-------- RECORDS TO USE --------

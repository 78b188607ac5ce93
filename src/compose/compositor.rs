use std::sync::Arc;
use std::sync::atomic::{AtomicU64, Ordering};

use crate::compose::cache_key::{TextLayerKey, advanced_text_layer_key, text_layer_key};
use crate::compose::layers::{Layer, LayerKind, LayerManager};
use crate::foundation::error::{CaptionError, CaptionResult};
use crate::placement::auto::{AutoPlacement, PlacementOpts};
use crate::render::canvas::Canvas;
use crate::render::cpu::CpuCanvas;
use crate::render::raster::Raster;
use crate::style::layout::BlockLayout;
use crate::style::text::{AdvancedTextLayer, TextLayer, draw_advanced_text_layer, draw_text_layer};
use crate::transform::controller::Transform;

/// Default longest side of the target surface.
pub const DEFAULT_MAX_DIMENSION: u32 = 1080;

/// Inputs of one editing session.
#[derive(Clone, Debug)]
pub struct CompositorConfig {
    /// Background image at its original size.
    pub background: Raster,
    /// Subject silhouette; opaque where the subject is.
    pub mask: Option<Raster>,
    /// Cut the subject out of the text.
    pub text_behind: bool,
    /// Longest side of the target surface; backgrounds are only ever scaled down.
    pub max_dimension: u32,
}

impl CompositorConfig {
    /// Config with no mask, text-behind off and the default maximum dimension.
    pub fn new(background: Raster) -> Self {
        Self {
            background,
            mask: None,
            text_behind: false,
            max_dimension: DEFAULT_MAX_DIMENSION,
        }
    }
}

/// Lifecycle of a [`Compositor`].
#[derive(Clone, Copy, Debug, PartialEq, Eq, Hash)]
pub enum CompositorState {
    /// Built, nothing rendered yet.
    Constructed,
    /// Inside a render call.
    Rendering,
    /// Between render calls.
    Idle,
    /// Caches dropped; renders are refused.
    Disposed,
}

/// Result of a render call that did not fail.
#[derive(Clone, Copy, Debug, PartialEq, Eq, Hash)]
pub enum RenderOutcome {
    /// The target now shows this render.
    Composited,
    /// A newer render was requested meanwhile; the target was left as it was.
    Superseded,
}

/// Shared render counter. Advancing it supersedes any render in flight.
#[derive(Clone, Debug, Default)]
pub struct RenderTokens(Arc<AtomicU64>);

impl RenderTokens {
    /// Latest issued token.
    pub fn current(&self) -> u64 {
        self.0.load(Ordering::SeqCst)
    }

    /// Issue a new token and return it.
    pub fn advance(&self) -> u64 {
        self.0.fetch_add(1, Ordering::SeqCst).wrapping_add(1)
    }
}

/// Which caches currently hold a raster.
#[derive(Clone, Copy, Debug, Default, PartialEq, Eq)]
pub struct CacheStatus {
    /// Scaled background.
    pub background: bool,
    /// Scaled mask.
    pub mask: bool,
    /// Rendered text layer.
    pub text: bool,
}

#[derive(Clone, Copy)]
enum TextJob<'a> {
    Basic(&'a TextLayer),
    Advanced(&'a AdvancedTextLayer),
}

impl TextJob<'_> {
    fn text(&self) -> &str {
        match self {
            Self::Basic(l) => &l.text,
            Self::Advanced(l) => &l.text,
        }
    }

    fn key(&self) -> TextLayerKey {
        match self {
            Self::Basic(l) => text_layer_key(l),
            Self::Advanced(l) => advanced_text_layer_key(l),
        }
    }

    fn draw(&self, canvas: &mut dyn Canvas) -> CaptionResult<BlockLayout> {
        match self {
            Self::Basic(l) => draw_text_layer(canvas, l),
            Self::Advanced(l) => draw_advanced_text_layer(canvas, l),
        }
    }
}

/// Owns the target surface and turns text-layer descriptions into composited frames.
///
/// The target size is fixed at construction: the background scaled down to fit
/// `max_dimension`. Renders reuse cached background, mask and text rasters where possible,
/// roll the target back on failure and step aside when a newer render was requested.
pub struct Compositor<C: Canvas = CpuCanvas> {
    canvas: C,
    background: Raster,
    mask: Option<Raster>,
    text_behind: bool,
    scale_factor: f64,
    target: Raster,
    layers: LayerManager,
    background_cache: Option<Arc<Raster>>,
    mask_cache: Option<Arc<Raster>>,
    text_cache: Option<(TextLayerKey, Arc<Raster>)>,
    last_block: Option<BlockLayout>,
    last_good: Option<Raster>,
    tokens: RenderTokens,
    state: CompositorState,
}

impl<C: Canvas> std::fmt::Debug for Compositor<C> {
    fn fmt(&self, f: &mut std::fmt::Formatter<'_>) -> std::fmt::Result {
        f.debug_struct("Compositor")
            .field("size", &self.target.dimensions())
            .field("scale_factor", &self.scale_factor)
            .field("text_behind", &self.text_behind)
            .field("has_mask", &self.mask.is_some())
            .field("state", &self.state)
            .field("cache", &self.cache_status())
            .finish_non_exhaustive()
    }
}

impl<C: Canvas> Compositor<C> {
    /// Validate `config` and size the target surface. `canvas` renders text layers.
    pub fn new(config: CompositorConfig, canvas: C) -> CaptionResult<Self> {
        if config.max_dimension == 0 {
            return Err(CaptionError::validation(
                "max_dimension must be > 0 for a non-degenerate target surface",
            ));
        }
        config
            .background
            .validate()
            .map_err(|e| CaptionError::validation(format!("background image: {e}")))?;
        if let Some(mask) = &config.mask {
            mask.validate()
                .map_err(|e| CaptionError::validation(format!("mask image: {e}")))?;
        }

        let (bw, bh) = config.background.dimensions();
        let longest = f64::from(bw.max(bh));
        let scale_factor = (f64::from(config.max_dimension) / longest).min(1.0);
        let width = ((f64::from(bw) * scale_factor).round() as u32).max(1);
        let height = ((f64::from(bh) * scale_factor).round() as u32).max(1);
        tracing::debug!(bw, bh, width, height, scale_factor, "compositor sized");

        Ok(Self {
            canvas,
            background: config.background,
            mask: config.mask,
            text_behind: config.text_behind,
            scale_factor,
            target: Raster::new(width, height),
            layers: LayerManager::new(),
            background_cache: None,
            mask_cache: None,
            text_cache: None,
            last_block: None,
            last_good: None,
            tokens: RenderTokens::default(),
            state: CompositorState::Constructed,
        })
    }

    /// Target width.
    pub fn width(&self) -> u32 {
        self.target.width
    }

    /// Target height.
    pub fn height(&self) -> u32 {
        self.target.height
    }

    /// `min(1, max_dimension / longest background side)`.
    pub fn scale_factor(&self) -> f64 {
        self.scale_factor
    }

    /// Current target pixels.
    pub fn target(&self) -> &Raster {
        &self.target
    }

    /// Lifecycle state.
    pub fn state(&self) -> CompositorState {
        self.state
    }

    /// Whether the subject is cut out of the text.
    pub fn text_behind_enabled(&self) -> bool {
        self.text_behind
    }

    /// Current mask at its original size.
    pub fn mask(&self) -> Option<&Raster> {
        self.mask.as_ref()
    }

    /// Handle to the render counter, for superseding renders from elsewhere.
    pub fn render_tokens(&self) -> RenderTokens {
        self.tokens.clone()
    }

    /// Which caches are populated.
    pub fn cache_status(&self) -> CacheStatus {
        CacheStatus {
            background: self.background_cache.is_some(),
            mask: self.mask_cache.is_some(),
            text: self.text_cache.is_some(),
        }
    }

    /// Key of the cached text raster.
    pub fn last_text_key(&self) -> Option<TextLayerKey> {
        self.text_cache.as_ref().map(|(k, _)| *k)
    }

    /// Layout of the most recently drawn text block.
    pub fn last_text_block(&self) -> Option<&BlockLayout> {
        self.last_block.as_ref()
    }

    /// Text-rendering canvas.
    pub fn canvas(&self) -> &C {
        &self.canvas
    }

    /// Text-rendering canvas, mutable.
    pub fn canvas_mut(&mut self) -> &mut C {
        &mut self.canvas
    }

    /// Render a preset-styled layer.
    #[tracing::instrument(skip_all, fields(preset = %layer.style_preset))]
    pub fn render(&mut self, layer: &TextLayer) -> CaptionResult<RenderOutcome> {
        self.run_render(TextJob::Basic(layer))
    }

    /// Render an advanced layer.
    #[tracing::instrument(skip_all, fields(alignment = ?layer.alignment))]
    pub fn render_advanced(&mut self, layer: &AdvancedTextLayer) -> CaptionResult<RenderOutcome> {
        self.run_render(TextJob::Advanced(layer))
    }

    fn run_render(&mut self, job: TextJob<'_>) -> CaptionResult<RenderOutcome> {
        if self.state == CompositorState::Disposed {
            return Err(CaptionError::validation("compositor has been disposed"));
        }
        self.state = CompositorState::Rendering;
        let snapshot = self.target.clone();
        let my_token = self.tokens.advance();

        let result = self.render_pass(job, my_token, snapshot);
        if let Err(err) = &result {
            match &self.last_good {
                Some(good) => {
                    self.target.clone_from(good);
                    tracing::warn!(error = %err, "render failed; restored last good frame");
                }
                None => tracing::warn!(error = %err, "render failed with no frame to restore"),
            }
        }
        self.state = CompositorState::Idle;
        result
    }

    fn render_pass(
        &mut self,
        job: TextJob<'_>,
        my_token: u64,
        snapshot: Raster,
    ) -> CaptionResult<RenderOutcome> {
        self.target.clear();
        self.layers.clear();

        let background = self.background_layer()?;
        self.layers
            .add(Layer::new(LayerKind::Background, background))?;

        if !job.text().trim().is_empty() {
            let text = self.text_layer(job)?;
            self.layers.add(Layer::new(LayerKind::Text, text))?;
        }

        if self.text_behind && self.mask.is_some() {
            let mask = self.mask_layer()?;
            self.layers.add(Layer::new(LayerKind::Mask, mask))?;
        }

        let current = self.tokens.current();
        if current != my_token {
            self.target = snapshot;
            tracing::debug!(my_token, current, "render superseded");
            return Ok(RenderOutcome::Superseded);
        }

        self.layers.composite(&mut self.target)?;
        self.last_good = Some(self.target.clone());
        Ok(RenderOutcome::Composited)
    }

    fn background_layer(&mut self) -> CaptionResult<Arc<Raster>> {
        if let Some(hit) = &self.background_cache {
            tracing::debug!("background cache hit");
            return Ok(Arc::clone(hit));
        }
        let scaled = Arc::new(self.background.resized(self.target.width, self.target.height)?);
        self.background_cache = Some(Arc::clone(&scaled));
        Ok(scaled)
    }

    fn mask_layer(&mut self) -> CaptionResult<Arc<Raster>> {
        if let Some(hit) = &self.mask_cache {
            tracing::debug!("mask cache hit");
            return Ok(Arc::clone(hit));
        }
        let mask = self
            .mask
            .as_ref()
            .ok_or_else(|| CaptionError::render("mask layer requested without a mask"))?;
        let scaled = Arc::new(mask.resized(self.target.width, self.target.height)?);
        self.mask_cache = Some(Arc::clone(&scaled));
        Ok(scaled)
    }

    fn text_layer(&mut self, job: TextJob<'_>) -> CaptionResult<Arc<Raster>> {
        let key = job.key();
        if let Some((cached_key, raster)) = &self.text_cache {
            if *cached_key == key {
                tracing::debug!("text cache hit");
                return Ok(Arc::clone(raster));
            }
        }
        tracing::debug!(?key, "text cache miss");

        let (w, h) = self.target.dimensions();
        self.canvas.begin(w, h)?;
        let block = job.draw(&mut self.canvas)?;
        let raster = self.canvas.finish()?;
        if raster.dimensions() != (w, h) {
            return Err(CaptionError::render(format!(
                "canvas produced {}x{} for a {w}x{h} text layer",
                raster.width, raster.height
            )));
        }
        let raster = Arc::new(raster);
        self.text_cache = Some((key, Arc::clone(&raster)));
        self.last_block = Some(block);
        Ok(raster)
    }

    /// Replace the mask (or remove it with `None`); only the mask cache is invalidated.
    pub fn set_mask_image(&mut self, mask: Option<Raster>) -> CaptionResult<()> {
        if let Some(m) = &mask {
            m.validate()
                .map_err(|e| CaptionError::validation(format!("mask image: {e}")))?;
        }
        self.mask = mask;
        self.mask_cache = None;
        Ok(())
    }

    /// Toggle the subject cutout. Caches are kept.
    pub fn set_text_behind_enabled(&mut self, enabled: bool) {
        self.text_behind = enabled;
    }

    /// Drop the background, mask and text caches.
    pub fn clear_cache(&mut self) {
        self.background_cache = None;
        self.mask_cache = None;
        self.text_cache = None;
        self.last_block = None;
    }

    /// Drop the caches and wipe the target surface.
    pub fn clear(&mut self) {
        self.clear_cache();
        self.layers.clear();
        self.target.clear();
        self.last_good = None;
    }

    /// Release caches and refuse further renders.
    pub fn dispose(&mut self) {
        self.clear_cache();
        self.layers.clear();
        self.last_good = None;
        self.state = CompositorState::Disposed;
    }

    /// Suggest a placement from the scaled background using `grid_size` pixel cells.
    ///
    /// Works on a copy; compositor state is untouched.
    pub fn auto_place(&self, grid_size: u32) -> Transform {
        self.auto_place_with(PlacementOpts {
            grid_size,
            ..PlacementOpts::default()
        })
    }

    /// [`Compositor::auto_place`] with full options.
    #[tracing::instrument(skip(self))]
    pub fn auto_place_with(&self, opts: PlacementOpts) -> Transform {
        let placer = AutoPlacement::new(opts);
        if let Some(cached) = &self.background_cache {
            return placer.suggest(cached);
        }
        match self
            .background
            .resized(self.target.width, self.target.height)
        {
            Ok(scaled) => placer.suggest(&scaled),
            Err(err) => {
                tracing::debug!(error = %err, "background could not be sampled");
                Transform::default()
            }
        }
    }
}

#[cfg(test)]
#[path = "../../tests/unit/compose/compositor.rs"]
mod tests;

--------

*PROBLEM REQUIREMENTS:* Could you give the number of lines in the entries that contain the string "Basic"? Only the number, please.

*SOLUTION TO THIS EXERCISE:* 5